Calm during a storm is not always a good thing
Back-up generators are no guarantee your radio station will stay on the air.
Oahu's primary government-designated emergency radio station, KSSK-AM 590, stayed on the air through whipping winds and rampaging rains, but sister station KSSK-FM 92.3, on which Hawaii's No. 1 morning radio show is simulcast, did not.
At Palehua Ridge, the KSSK-FM generator encountered "different problems ... which we're addressing," said Chuck Cotton, vice president and general manager. He oversees the seven Oahu stations owned by Texas-based Clear Channel Communications Inc., of which KUCD-FM 101.9 is the third with back-up power, "but we're in the process of changing that," he said.

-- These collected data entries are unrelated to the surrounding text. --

//! Per-session cache of stake kernel inputs
//!
//! A staking loop checks the same outputs against many candidate times.
//! `StakeCache` remembers, per outpoint, the origin block time and amount
//! so those checks skip the UTXO and ancestor lookups.
//!
//! One cache belongs to one scanning session. It is not synchronized: the
//! session that fills it with `cache_kernel` is also the one that reads it
//! through `check_kernel`. Entries are only ever added, never replaced.

use std::collections::HashMap;

use crate::chain::BlockRef;
use crate::coins::CoinsView;
use crate::config::ConsensusParams;
use crate::confirmation::is_stake_mature;
use crate::types::{Amount, OutPoint};

/// Kernel inputs resolved for one outpoint
#[derive(Debug, Clone, Copy, PartialEq, Eq)]
pub struct StakeCacheEntry {
    pub block_from_time: u32,
    pub amount: Amount,
}

#[derive(Debug, Default)]
pub struct StakeCache {
    entries: HashMap<OutPoint, StakeCacheEntry>,
}

impl StakeCache {
    pub fn new() -> Self {
        StakeCache { entries: HashMap::new() }
    }

    pub fn lookup(&self, outpoint: &OutPoint) -> Option<StakeCacheEntry> {
        self.entries.get(outpoint).copied()
    }

    /// Insert unless the outpoint is already cached; returns whether it was inserted
    pub fn insert_if_absent(&mut self, outpoint: OutPoint, block_from_time: u32, amount: Amount) -> bool {
        if self.entries.contains_key(&outpoint) {
            return false;
        }
        self.entries.insert(outpoint, StakeCacheEntry { block_from_time, amount });
        true
    }

    pub fn len(&self) -> usize {
        self.entries.len()
    }

    pub fn is_empty(&self) -> bool {
        self.entries.is_empty()
    }
}

/// ResolveStake: ℬ × 𝒪 × 𝒰𝒮 → (ℕ × ℤ)?
///
/// 1. Look up the coin at `outpoint`; it must exist and be unspent
/// 2. The coin must be mature relative to `prev`
/// 3. Its origin block is the ancestor of `prev` at the coin's height
/// 4. Return (origin block time, coin amount)
pub(crate) fn resolve_stake_entry(
    prev: BlockRef<'_>,
    outpoint: &OutPoint,
    view: &dyn CoinsView,
    params: &ConsensusParams,
) -> Option<StakeCacheEntry> {
    let coin = view.get_coin(outpoint)?;
    if !is_stake_mature(prev, coin.height, params) {
        return None;
    }
    let block_from = prev.ancestor(coin.height)?;
    if coin.is_spent() {
        return None;
    }
    Some(StakeCacheEntry { block_from_time: block_from.time(), amount: coin.amount() })
}

/// CacheKernel: 𝒮𝒞 × 𝒪 × ℬ × 𝒰𝒮 → 𝒮𝒞
///
/// Best effort: an outpoint that cannot be resolved is left out silently.
pub fn cache_kernel(
    cache: &mut StakeCache,
    outpoint: &OutPoint,
    prev: BlockRef<'_>,
    view: &dyn CoinsView,
    params: &ConsensusParams,
) {
    if cache.lookup(outpoint).is_some() {
        return;
    }
    if let Some(entry) = resolve_stake_entry(prev, outpoint, view, params) {
        cache.insert_if_absent(*outpoint, entry.block_from_time, entry.amount);
    }
}
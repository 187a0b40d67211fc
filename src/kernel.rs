//! Stake kernel protocol
//!
//! The kernel (input 0 of a coinstake) must meet the formula
//!
//! ```text
//! Hash(stakeModifier ‖ blockFromTime ‖ prevout.hash ‖ prevout.n ‖ time) ≤ target × amount
//! ```
//!
//! so the chance of finding a coinstake is proportional to the amount of
//! coins staked. Only `time` is under the staker's control.

use crate::chain::BlockRef;
use crate::hash::{hash_to_hex, HashWriter};
use crate::target::{set_compact, U256};
use crate::types::{Amount, Hash, OutPoint};

/// StakeKernelHash: ℍ × ℕ × 𝒪 × ℕ → ℍ
pub fn stake_kernel_hash(stake_modifier: &Hash, block_from_time: u32, prevout: &OutPoint, time: u32) -> Hash {
    let mut writer = HashWriter::new();
    writer
        .write_hash(stake_modifier)
        .write_u32(block_from_time)
        .write_hash(&prevout.hash)
        .write_u32(prevout.index)
        .write_u32(time);
    writer.finalize()
}

/// WeightedTarget: U256 × ℤ → U256?
///
/// The decoded target scaled by the staked amount, or `None` when the
/// amount is not positive. Multiplication wraps at 2^256.
pub fn weighted_target(target: &U256, amount: Amount) -> Option<U256> {
    if amount <= 0 {
        return None;
    }
    Some(target.wrapping_mul_u64(amount as u64))
}

/// CheckStakeKernelHash: ℬ × ℕ₃₂ × ℕ × ℤ × 𝒪 × ℕ → {true, false}
///
/// 1. If time < blockFromTime: return false
/// 2. Let target = SetCompact(bits); if negative, overflow or 0: return false
/// 3. If amount = 0: return false
/// 4. Let weighted = target × amount
/// 5. Let proof = StakeKernelHash(prev.stakeModifier, blockFromTime, prevout, time)
/// 6. Return proof ≤ weighted
pub fn check_stake_kernel_hash(
    prev: BlockRef<'_>,
    bits: u32,
    block_from_time: u32,
    prev_out_amount: Amount,
    prevout: &OutPoint,
    time: u32,
) -> bool {
    if time < block_from_time {
        tracing::debug!(time, block_from_time, "stake kernel timestamp violation");
        return false;
    }

    let decoded = set_compact(bits);
    let Some(target) = decoded.usable() else {
        tracing::debug!(bits, negative = decoded.negative, overflow = decoded.overflow, "stake kernel target unusable");
        return false;
    };

    let Some(weighted) = weighted_target(&target, prev_out_amount) else {
        tracing::debug!(amount = prev_out_amount, "stake kernel has no weight");
        return false;
    };

    let stake_modifier = prev.stake_modifier();
    let hash_proof = stake_kernel_hash(stake_modifier, block_from_time, prevout, time);

    if U256::from_le_bytes(&hash_proof) > weighted {
        return false;
    }

    tracing::debug!(
        modifier = %hash_to_hex(stake_modifier),
        block_from_time,
        prevout_n = prevout.index,
        time,
        hash_proof = %hash_to_hex(&hash_proof),
        "stake kernel check passed"
    );

    true
}
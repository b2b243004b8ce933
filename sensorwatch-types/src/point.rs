//! MetricPoint - one timestamped row of named numeric metrics.

use std::collections::BTreeMap;

use chrono::{Local, TimeZone};

/// Placeholder label for timestamps outside chrono's representable range.
const INVALID_TIME_LABEL: &str = "--:--";

/// One timestamped row of one or more named numeric metrics.
///
/// This is the unit every adapter normalizes into. The `metrics` map is
/// sparse: only metrics observed at this timestamp are present, and the
/// rendering layer treats missing keys as gaps, not zero.
///
/// With the `serde` feature enabled, metrics are flattened into the row,
/// producing the `{timestamp, time, <metric>: number}` shape a chart
/// consumes directly:
///
/// ```json
/// {"timestamp": 1000, "time": "14:30", "pressure": 1.2, "flow": 4.5}
/// ```
#[derive(Debug, Clone, PartialEq)]
#[cfg_attr(feature = "serde", derive(serde::Serialize, serde::Deserialize))]
pub struct MetricPoint {
    /// Unix timestamp in milliseconds.
    pub timestamp: i64,

    /// Localized `HH:MM` label derived from the timestamp.
    pub time: String,

    /// Named metric values observed at this timestamp.
    #[cfg_attr(feature = "serde", serde(flatten))]
    pub metrics: BTreeMap<String, f64>,
}

impl MetricPoint {
    /// Create an empty point at the given timestamp, with its time label
    /// derived from the timestamp.
    pub fn new(timestamp_ms: i64) -> Self {
        Self {
            timestamp: timestamp_ms,
            time: time_label(timestamp_ms),
            metrics: BTreeMap::new(),
        }
    }

    /// Set a metric value. Non-finite values are discarded so that NaN or
    /// infinity never reaches a chart row.
    pub fn set(&mut self, key: impl Into<String>, value: f64) {
        if value.is_finite() {
            self.metrics.insert(key.into(), value);
        }
    }

    /// Get a metric value by key.
    pub fn get(&self, key: &str) -> Option<f64> {
        self.metrics.get(key).copied()
    }

    /// Check whether the point carries any metrics.
    pub fn is_empty(&self) -> bool {
        self.metrics.is_empty()
    }
}

/// Format an epoch-millisecond timestamp as a localized `HH:MM` label.
pub fn time_label(timestamp_ms: i64) -> String {
    match Local.timestamp_millis_opt(timestamp_ms).single() {
        Some(dt) => dt.format("%H:%M").to_string(),
        None => INVALID_TIME_LABEL.to_string(),
    }
}

#[cfg(test)]
mod tests {
    use super::*;

    #[test]
    fn test_new_point_has_time_label() {
        let point = MetricPoint::new(1_000_000);
        assert_eq!(point.timestamp, 1_000_000);
        assert_eq!(point.time.len(), 5);
        assert!(point.is_empty());
    }

    #[test]
    fn test_set_and_get() {
        let mut point = MetricPoint::new(0);
        point.set("pressure", 1.5);
        assert_eq!(point.get("pressure"), Some(1.5));
        assert_eq!(point.get("flow"), None);
    }

    #[test]
    fn test_non_finite_values_discarded() {
        let mut point = MetricPoint::new(0);
        point.set("a", f64::NAN);
        point.set("b", f64::INFINITY);
        point.set("c", f64::NEG_INFINITY);
        assert!(point.is_empty());
    }

    #[test]
    fn test_time_label_out_of_range() {
        assert_eq!(time_label(i64::MAX), INVALID_TIME_LABEL);
    }

    #[cfg(feature = "serde")]
    #[test]
    fn test_metrics_flatten_into_row() {
        let mut point = MetricPoint::new(1_000);
        point.set("pressure", 1.2);

        let json = serde_json::to_value(&point).unwrap();
        assert_eq!(json["timestamp"], 1_000);
        assert_eq!(json["pressure"], 1.2);
        assert!(json.get("metrics").is_none());
    }
}
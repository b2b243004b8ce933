// Library crate: public API items may not be used by the binary
#![allow(unused)]

//! # sensorwatch
//!
//! A multi-source sensor telemetry watcher. Polls three heterogeneous
//! backends - a push database, a REST-polled IoT platform, and a weather
//! station API - normalizes their divergent payloads into one time-series
//! shape, and publishes per-source state for a rendering layer to consume.
//!
//! ## Architecture
//!
//! ```text
//! ┌────────────────────────────────────────────────────────────┐
//! │                        Application                         │
//! │  ┌─────────┐    ┌──────────┐    ┌────────────────────────┐ │
//! │  │ config  │───▶│  sched   │───▶│ watch::Receiver<       │ │
//! │  │(settings)    │(workers) │    │   SourceState> per src │ │
//! │  └─────────┘    └────┬─────┘    └───────────┬────────────┘ │
//! │                      │                      ▼              │
//! │                ┌─────┴─────┐           ┌────────┐          │
//! │                │ adapters  │           │ report │          │
//! │                │push/rest/ │           │ (text) │          │
//! │                │ weather   │           └────────┘          │
//! │                └───────────┘                               │
//! └────────────────────────────────────────────────────────────┘
//! ```
//!
//! - **[`config`]**: typed settings (plant/sensor/variable registry, push
//!   path, weather credentials) loaded from a TOML file layered with
//!   `SENSORWATCH_`-prefixed environment variables
//! - **[`sched`]**: one independent worker per source, each publishing
//!   [`SourceState`](sensorwatch_types::SourceState) through a watch
//!   channel; teardown aborts the workers, which closes subscriptions and
//!   clears pending timers
//! - **[`feed`]**: file-backed push producer - re-reads a JSON collection
//!   file when its mtime changes and delivers it through the push handle
//! - **[`report`]**: one-line text summaries of source states, the
//!   minimal stand-in for a card/chart rendering layer
//!
//! ## Usage
//!
//! ```bash
//! # Watch all configured sources
//! sensorwatch --config sensorwatch.toml
//!
//! # One collection pass per pollable source, then exit
//! sensorwatch --config sensorwatch.toml --once
//! ```

pub mod config;
pub mod feed;
pub mod report;
pub mod sched;

pub use config::Settings;
pub use feed::FilePushFeed;
pub use sched::SourceWorker;
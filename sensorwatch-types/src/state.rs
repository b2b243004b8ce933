//! Consumer-facing per-source state.

use crate::{LatestSnapshot, UnifiedSeries};

/// What a source's consumer (card, chart, status line) sees: the latest
/// reading, the merged history, and the loading/error flags.
///
/// Each source publishes its own independent `SourceState`; one source's
/// failure never clears or blocks another's data. A newer fetch cycle's
/// state fully replaces the prior one.
#[derive(Debug, Clone, PartialEq)]
#[cfg_attr(feature = "serde", derive(serde::Serialize, serde::Deserialize))]
pub struct SourceState {
    /// Most recent observation, if any.
    pub latest: Option<LatestSnapshot>,

    /// Merged history, ascending by timestamp.
    pub history: UnifiedSeries,

    /// True while the first fetch of a cycle is outstanding.
    pub loading: bool,

    /// Error message from the last failed fetch, if any.
    pub error: Option<String>,
}

impl SourceState {
    /// Initial state: first fetch outstanding.
    pub fn loading() -> Self {
        Self {
            latest: None,
            history: UnifiedSeries::empty(),
            loading: true,
            error: None,
        }
    }

    /// Successful fetch. An empty result (no latest, no history) is the
    /// distinct no-data condition, not an error.
    pub fn ready(latest: Option<LatestSnapshot>, history: UnifiedSeries) -> Self {
        Self {
            latest,
            history,
            loading: false,
            error: None,
        }
    }

    /// Backend reachable but returned nothing.
    pub fn no_data() -> Self {
        Self::ready(None, UnifiedSeries::empty())
    }

    /// Failed fetch: the source's data is cleared and the message surfaced.
    pub fn failed(message: impl Into<String>) -> Self {
        Self {
            latest: None,
            history: UnifiedSeries::empty(),
            loading: false,
            error: Some(message.into()),
        }
    }

    /// Classify the state for display.
    pub fn status(&self) -> SourceStatus {
        if self.loading {
            SourceStatus::Loading
        } else if self.error.is_some() {
            SourceStatus::Error
        } else if self.latest.is_none() && self.history.is_empty() {
            SourceStatus::NoData
        } else {
            SourceStatus::Ready
        }
    }
}

impl Default for SourceState {
    fn default() -> Self {
        Self::loading()
    }
}

/// Display classification of a [`SourceState`].
#[derive(Debug, Clone, Copy, PartialEq, Eq)]
pub enum SourceStatus {
    /// First fetch outstanding.
    Loading,
    /// Data available.
    Ready,
    /// Backend reachable, nothing returned.
    NoData,
    /// Last fetch failed.
    Error,
}

impl SourceStatus {
    /// Returns the display label for this status.
    pub fn label(&self) -> &'static str {
        match self {
            SourceStatus::Loading => "loading",
            SourceStatus::Ready => "ready",
            SourceStatus::NoData => "no data",
            SourceStatus::Error => "error",
        }
    }
}

#[cfg(test)]
mod tests {
    use super::*;
    use crate::{MetricPoint, SeriesBuilder};

    #[test]
    fn test_status_transitions() {
        assert_eq!(SourceState::loading().status(), SourceStatus::Loading);
        assert_eq!(SourceState::no_data().status(), SourceStatus::NoData);
        assert_eq!(SourceState::failed("boom").status(), SourceStatus::Error);

        let mut builder = SeriesBuilder::new();
        builder.observe(1_000, "flow", 2.0);
        let state = SourceState::ready(None, builder.build());
        assert_eq!(state.status(), SourceStatus::Ready);
    }

    #[test]
    fn test_failed_clears_data() {
        let state = SourceState::failed("connection refused");
        assert!(state.latest.is_none());
        assert!(state.history.is_empty());
        assert_eq!(state.error.as_deref(), Some("connection refused"));
    }

    #[test]
    fn test_ready_with_latest_only() {
        let snapshot =
            crate::LatestSnapshot::new("plant", "now", MetricPoint::new(0));
        let state = SourceState::ready(Some(snapshot), UnifiedSeries::empty());
        assert_eq!(state.status(), SourceStatus::Ready);
    }
}
//! LatestSnapshot - the most recent observation for "current reading" displays.

use crate::MetricPoint;

/// The most recent observation from one source, augmented with the source
/// label and the raw upstream timestamp it was delivered under.
#[derive(Debug, Clone, PartialEq)]
#[cfg_attr(feature = "serde", derive(serde::Serialize, serde::Deserialize))]
pub struct LatestSnapshot {
    /// Source or device label (e.g. a push collection path, a plant name,
    /// a weather station MAC).
    pub source: String,

    /// The timestamp exactly as the upstream delivered it - a numeric
    /// string key for push collections, a date string for the weather API.
    pub raw_timestamp: String,

    /// The observation itself.
    pub point: MetricPoint,
}

impl LatestSnapshot {
    /// Create a snapshot from a source label, the raw upstream timestamp,
    /// and the observed point.
    pub fn new(
        source: impl Into<String>,
        raw_timestamp: impl Into<String>,
        point: MetricPoint,
    ) -> Self {
        Self {
            source: source.into(),
            raw_timestamp: raw_timestamp.into(),
            point,
        }
    }

    /// Get a metric value from the snapshot by key.
    pub fn value(&self, key: &str) -> Option<f64> {
        self.point.get(key)
    }
}

#[cfg(test)]
mod tests {
    use super::*;

    #[test]
    fn test_snapshot_keeps_raw_timestamp() {
        let mut point = MetricPoint::new(200_000);
        point.set("pressure", 1.5);

        let snapshot = LatestSnapshot::new("plant-a", "200", point);
        assert_eq!(snapshot.raw_timestamp, "200");
        assert_eq!(snapshot.value("pressure"), Some(1.5));
        assert_eq!(snapshot.value("flow"), None);
    }
}
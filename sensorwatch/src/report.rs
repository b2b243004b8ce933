//! Plain-text source summaries.
//!
//! The rendering layer proper (cards, line charts) is an external
//! consumer of [`SourceState`]; this module is the minimal built-in
//! stand-in, producing one status line per source.

use std::fmt::Write;

use sensorwatch_types::{SourceState, SourceStatus};

/// Summarize a source state as a single line.
pub fn summarize(name: &str, state: &SourceState) -> String {
    match state.status() {
        SourceStatus::Loading => format!("{name}: loading..."),
        SourceStatus::Error => {
            let message = state.error.as_deref().unwrap_or("unknown error");
            format!("{name}: error: {message}")
        }
        SourceStatus::NoData => format!("{name}: no data available"),
        SourceStatus::Ready => {
            let mut line = format!("{name}:");
            if let Some(latest) = &state.latest {
                let _ = write!(line, " [{}]", latest.point.time);
                for (key, value) in &latest.point.metrics {
                    let _ = write!(line, " {key}={value:.2}");
                }
            }
            let _ = write!(line, " ({} history rows)", state.history.len());
            line
        }
    }
}

#[cfg(test)]
mod tests {
    use super::*;
    use sensorwatch_types::{LatestSnapshot, MetricPoint, SeriesBuilder, SourceState};

    #[test]
    fn test_loading_line() {
        assert_eq!(summarize("push", &SourceState::loading()), "push: loading...");
    }

    #[test]
    fn test_error_line() {
        let state = SourceState::failed("Connection failed: refused");
        assert_eq!(summarize("plant", &state), "plant: error: Connection failed: refused");
    }

    #[test]
    fn test_no_data_line() {
        assert_eq!(summarize("push", &SourceState::no_data()), "push: no data available");
    }

    #[test]
    fn test_ready_line() {
        let mut point = MetricPoint::new(0);
        point.set("flow", 2.5);
        point.set("pressure", 1.0);
        let time = point.time.clone();

        let mut builder = SeriesBuilder::new();
        builder.observe(0, "flow", 2.5);

        let state = SourceState::ready(
            Some(LatestSnapshot::new("plant", "100", point)),
            builder.build(),
        );

        assert_eq!(
            summarize("plant", &state),
            format!("plant: [{time}] flow=2.50 pressure=1.00 (1 history rows)")
        );
    }
}
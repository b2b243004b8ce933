//! # sensorwatch-types
//!
//! Core types for multi-source sensor telemetry. This crate defines the
//! universal time-series schema that every upstream source (push database,
//! REST-polled IoT platform, weather station) is normalized into, so that
//! one rendering layer can consume them all.
//!
//! ## Design Goals
//!
//! - **Source agnostic**: adapters for any backend produce the same
//!   [`MetricPoint`] / [`UnifiedSeries`] shapes
//! - **Sparse by construction**: a row only carries the metrics actually
//!   observed at its timestamp; missing metrics are gaps, never zeros
//! - **Chart safe**: a metric value is always a finite number or absent,
//!   never NaN or infinity
//! - **Optional serialization**: enable the `serde` feature to ship rows
//!   to a JSON-consuming renderer
//!
//! ## Example
//!
//! ```rust
//! use sensorwatch_types::SeriesBuilder;
//!
//! let mut builder = SeriesBuilder::new();
//! builder.observe(1_000, "pressure", 1.2);
//! builder.observe(1_000, "flow", 4.5);
//! builder.observe(2_000, "flow", 4.7);
//!
//! let series = builder.build();
//! assert_eq!(series.len(), 2);
//! assert_eq!(series.as_slice()[0].get("pressure"), Some(1.2));
//! assert_eq!(series.as_slice()[1].get("pressure"), None);
//! ```

mod point;
mod series;
mod snapshot;
mod state;

pub use point::*;
pub use series::*;
pub use snapshot::*;
pub use state::*;
//! Imperial-to-metric unit conversions for weather station samples.

/// Hectopascals per inch of mercury.
pub const HPA_PER_INHG: f64 = 33.8639;

/// Kilometres per mile.
pub const KMH_PER_MPH: f64 = 1.60934;

/// Millimetres per inch.
pub const MM_PER_INCH: f64 = 25.4;

/// Fahrenheit to Celsius.
pub fn fahrenheit_to_celsius(f: f64) -> f64 {
    (f - 32.0) * 5.0 / 9.0
}

/// Inches of mercury to hectopascals.
pub fn inhg_to_hpa(inhg: f64) -> f64 {
    inhg * HPA_PER_INHG
}

/// Miles per hour to kilometres per hour.
pub fn mph_to_kmh(mph: f64) -> f64 {
    mph * KMH_PER_MPH
}

/// Inches to millimetres.
pub fn inches_to_mm(inches: f64) -> f64 {
    inches * MM_PER_INCH
}

#[cfg(test)]
mod tests {
    use super::*;

    const EPSILON: f64 = 1e-4;

    #[test]
    fn test_fahrenheit_to_celsius() {
        assert_eq!(fahrenheit_to_celsius(32.0), 0.0);
        assert!((fahrenheit_to_celsius(212.0) - 100.0).abs() < EPSILON);
        assert!((fahrenheit_to_celsius(-40.0) + 40.0).abs() < EPSILON);
    }

    #[test]
    fn test_inhg_to_hpa() {
        assert!((inhg_to_hpa(1.0) - 33.8639).abs() < EPSILON);
    }

    #[test]
    fn test_mph_to_kmh() {
        assert!((mph_to_kmh(1.0) - 1.60934).abs() < EPSILON);
    }

    #[test]
    fn test_inches_to_mm() {
        assert_eq!(inches_to_mm(1.0), 25.4);
    }
}
use std::path::PathBuf;
use std::time::Duration;

use anyhow::Result;
use clap::Parser;
use tokio::sync::watch;
use tracing::{error, info};
use tracing_subscriber::EnvFilter;

use sensorwatch::config::{Settings, WeatherSettings};
use sensorwatch::feed::FilePushFeed;
use sensorwatch::report::summarize;
use sensorwatch::sched;
use sensorwatch_adapters::ambient::AmbientAdapter;
use sensorwatch_adapters::push::{PushAdapter, PushSource};
use sensorwatch_adapters::ubidots::{PlantConfig, UbidotsAdapter};
use sensorwatch_adapters::AdapterError;
use sensorwatch_types::SourceState;

#[derive(Parser, Debug)]
#[command(name = "sensorwatch")]
#[command(about = "Multi-source sensor telemetry watcher")]
struct Args {
    /// Path to the TOML configuration file
    #[arg(short, long, default_value = "sensorwatch.toml")]
    config: PathBuf,

    /// Plant id or name to poll (defaults to the first configured)
    #[arg(short, long)]
    plant: Option<String>,

    /// Weather poll interval in seconds (overrides configuration)
    #[arg(long)]
    weather_interval: Option<u64>,

    /// Push feed refresh interval in seconds (used with push.file)
    #[arg(short, long, default_value = "1")]
    refresh: u64,

    /// Run one collection pass per pollable source, print it, and exit
    #[arg(long)]
    once: bool,
}

#[tokio::main]
async fn main() -> Result<()> {
    tracing_subscriber::fmt()
        .with_env_filter(
            EnvFilter::try_from_default_env().unwrap_or_else(|_| EnvFilter::new("info")),
        )
        .init();

    let args = Args::parse();
    let settings = Settings::load(&args.config)?;
    let plant = settings.select_plant(args.plant.as_deref())?.cloned();
    let weather_interval = Duration::from_secs(
        args.weather_interval.unwrap_or(settings.weather.poll_interval_secs),
    );

    if args.once {
        return run_once(&settings, plant.as_ref()).await;
    }

    // Push source: subscription worker plus the optional file feed
    // driving it.
    let (push_handle, push_source) = PushSource::channel(&settings.push.path);
    let push_worker = sched::spawn_push(PushAdapter::new(&settings.push.path), push_source);
    let feed_task = settings.push.file.clone().map(|path| {
        info!("push feed: watching {}", path.display());
        FilePushFeed::new(path).spawn(push_handle.clone(), Duration::from_secs(args.refresh.max(1)))
    });

    // Plant source: refetches when the selected plant changes. The
    // sender is kept so a future selection surface can switch plants.
    let (plant_worker, _plant_tx) = match plant {
        Some(plant) => {
            info!("plant `{}`: selected", plant.name);
            let (tx, rx) = watch::channel(plant);
            (sched::spawn_plant(UbidotsAdapter::builder().build(), rx), Some(tx))
        }
        None => {
            info!("no plants configured");
            (sched::static_source(SourceState::no_data()), None)
        }
    };

    // Weather source: missing credentials is terminal for this source
    // only; the other sources keep running.
    let weather_worker = match build_weather(&settings.weather) {
        Ok(adapter) => sched::spawn_weather(adapter, weather_interval),
        Err(e) => {
            error!("weather: {}", e);
            sched::static_source(SourceState::failed(e.to_string()))
        }
    };

    let mut push_rx = push_worker.state();
    let mut plant_rx = plant_worker.state();
    let mut weather_rx = weather_worker.state();

    println!("{}", summarize("push", &push_rx.borrow_and_update()));
    println!("{}", summarize("plant", &plant_rx.borrow_and_update()));
    println!("{}", summarize("weather", &weather_rx.borrow_and_update()));

    loop {
        tokio::select! {
            _ = tokio::signal::ctrl_c() => break,
            changed = push_rx.changed() => {
                if changed.is_err() { break; }
                println!("{}", summarize("push", &push_rx.borrow_and_update()));
            }
            changed = plant_rx.changed() => {
                if changed.is_err() { break; }
                println!("{}", summarize("plant", &plant_rx.borrow_and_update()));
            }
            changed = weather_rx.changed() => {
                if changed.is_err() { break; }
                println!("{}", summarize("weather", &weather_rx.borrow_and_update()));
            }
        }
    }

    info!("shutting down");
    push_worker.shutdown();
    plant_worker.shutdown();
    weather_worker.shutdown();
    if let Some(task) = feed_task {
        task.abort();
    }
    Ok(())
}

/// One collection pass per pollable source, printed and done. The push
/// source is included only when a file feed is configured; a live
/// subscription has nothing to deliver in a single pass.
async fn run_once(settings: &Settings, plant: Option<&PlantConfig>) -> Result<()> {
    match &settings.push.file {
        Some(path) => {
            let adapter = PushAdapter::new(&settings.push.path);
            let mut feed = FilePushFeed::new(path);
            let state = match feed.poll() {
                Some(collection) => match adapter.reduce(&collection) {
                    Ok(Some(frame)) => SourceState::ready(Some(frame.latest), frame.history),
                    Ok(None) => SourceState::no_data(),
                    Err(e) => SourceState::failed(e.to_string()),
                },
                None => SourceState::failed(
                    feed.error().unwrap_or("push feed returned nothing").to_string(),
                ),
            };
            println!("{}", summarize("push", &state));
        }
        None => println!("push: skipped (subscription source, no file feed configured)"),
    }

    match plant {
        Some(plant) => {
            let adapter = UbidotsAdapter::builder().build();
            let state = match adapter.collect(plant).await {
                Ok(data) => sched::plant_state(plant, data),
                Err(e) => SourceState::failed(e.to_string()),
            };
            println!("{}", summarize("plant", &state));
        }
        None => println!("plant: skipped (no plants configured)"),
    }

    let state = match build_weather(&settings.weather) {
        Ok(adapter) => match adapter.collect().await {
            Ok(Some(frame)) => SourceState::ready(Some(frame.latest), frame.history),
            Ok(None) => SourceState::no_data(),
            Err(e) => SourceState::failed(e.to_string()),
        },
        Err(e) => SourceState::failed(e.to_string()),
    };
    println!("{}", summarize("weather", &state));

    Ok(())
}

/// Build the weather adapter from settings. Absent credentials surface
/// as the builder's terminal configuration error.
fn build_weather(settings: &WeatherSettings) -> Result<AmbientAdapter, AdapterError> {
    let mut builder = AmbientAdapter::builder();
    if let Some(api_key) = &settings.api_key {
        builder = builder.api_key(api_key);
    }
    if let Some(application_key) = &settings.application_key {
        builder = builder.application_key(application_key);
    }
    if let Some(device_mac) = &settings.device_mac {
        builder = builder.device_mac(device_mac);
    }
    builder.build()
}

Engineer Jerry Varoujean trekked up the hill early Wednesday to get the FM back on. Adding insult to the miserable task-in-a-storm, he got a flat tire, Cotton said.
Yesterday, a different cause producing the same result -- dead air -- sent Chief Engineer Dale Machado to Palehua.
"The ultimate resolution requires that we make some changes to the equipment up there," said Cotton.
KRTR-FM 96.3, which is Oahu's secondary emergency station, had "some hiccups" but mostly stayed on the air, said Mike Kelly, vice president and general manager. It is one of six stations belonging to Georgia-based Cox Radio Inc.
KRTR and sister station KPHW-FM 104.3 transmit from Wiliwilinui Ridge, where the generator was started remotely after a 4-to-5 a.m. outage Wednesday.
A TV station and five radio stations with different owners share a 50-kilowatt generator at the Palehua site, but KSSK-FM is not among them. The generator "can run for a week. Hopefully it doesn't have to, but it's running now," Kelly said.
Generators are also keeping Cox's AM stations on the air from Kunia, where about a dozen utility poles fell.